Alternative modes to delivery

Case Studies

Definition

Case studies are written summaries or syntheses of real-life cases that require students to tease out the key issues involved and to identify appropriate strategies for the resolution of the 'case'. Whereas a simulation or role play may require students to 'enact' or simulate the workings out of a particular problem, a case study only requires thinking through the issues. Case studies are most often used in law, social work, psychology, management, medicine and education.
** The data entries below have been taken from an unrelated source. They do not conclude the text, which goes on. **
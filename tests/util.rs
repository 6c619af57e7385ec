#![allow(dead_code)]

use std::path::{Path, PathBuf};
use std::sync::OnceLock;

use cloudpki::cert::Certificate;
use cloudpki::cert::request::{CertificateRequest, create_request};
use cloudpki::issuer::{IssueOptions, Issuer};
use cloudpki::profile::AuthorityProfile;
use cloudpki::signer::{LocalSigner, SignatureAlgorithm};

pub const ROOT_PROFILE: &str = "\
subject:
  CN: Example Root CA
  O: Example
constraints:
  usage: [keyCertSign, cRLSign]
  ca:
    issuer: true
    path-length: 1
";

pub const SERVER_PROFILE: &str = "\
subject:
  CN: test.example.com
names:
  dns: [test.example.com]
";

pub fn root_key() -> &'static LocalSigner {
    static KEY: OnceLock<LocalSigner> = OnceLock::new();
    KEY.get_or_init(|| LocalSigner::generate(2048).unwrap())
}

pub fn intermediate_key() -> &'static LocalSigner {
    static KEY: OnceLock<LocalSigner> = OnceLock::new();
    KEY.get_or_init(|| LocalSigner::generate(2048).unwrap())
}

pub fn leaf_key() -> &'static LocalSigner {
    static KEY: OnceLock<LocalSigner> = OnceLock::new();
    KEY.get_or_init(|| LocalSigner::generate(2048).unwrap())
}

pub fn profile(yaml: &str) -> AuthorityProfile {
    AuthorityProfile::from_yaml(yaml).unwrap()
}

pub fn request(yaml: &str, key: &LocalSigner) -> CertificateRequest {
    create_request(&profile(yaml), key, SignatureAlgorithm::RsaPkcs1Sha256).unwrap()
}

pub fn write_pem(dir: &Path, name: &str, pem: &str) -> PathBuf {
    let path = dir.join(name);
    std::fs::write(&path, pem).unwrap();
    path
}

/// Self-signs the root CA with [`root_key`].
pub fn generate_root_cert() -> Certificate {
    let profile = profile(ROOT_PROFILE);
    let csr = request(ROOT_PROFILE, root_key());
    Issuer::new(&profile)
        .issue(
            &csr,
            &IssueOptions::builder().self_signed(true).build(),
            root_key(),
        )
        .unwrap()
}

/// The root profile with `signer.certificate` pointing at `root` written into `dir`.
pub fn chained_root_profile(dir: &Path, root: &Certificate, extra: &str) -> AuthorityProfile {
    let path = write_pem(dir, "root.pem", &root.to_pem().unwrap());
    let mut profile = profile(&format!("{ROOT_PROFILE}{extra}"));
    profile.signer.certificate = Some(path);
    profile
}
The case study is in a sense a kind of simulation of a real-life situation in which the experience is secondhand and probably condensed. The important merit of the case study is that it allows a problem to be studied in a complex form, including elements of real-life events which it might be impossible to reproduce in the classroom. Typically the students are provided with case notes in advance and are expected to prepare their own solution to the problem or problems presented. Case studies open up opportunities for role play where it becomes necessary to shed light on particular encounters rather than general issues. In some ways, case studies have the edge on simulations in that students are not tempted to trivialize; there is, however, little of the sense of risk-free competition and personal involvement which appears to be an inherent part of games and simulations.
The main virtue of case studies is the way in which they can efficiently integrate a wide diversity of subject matter. (Jaques, 1994, p. 94)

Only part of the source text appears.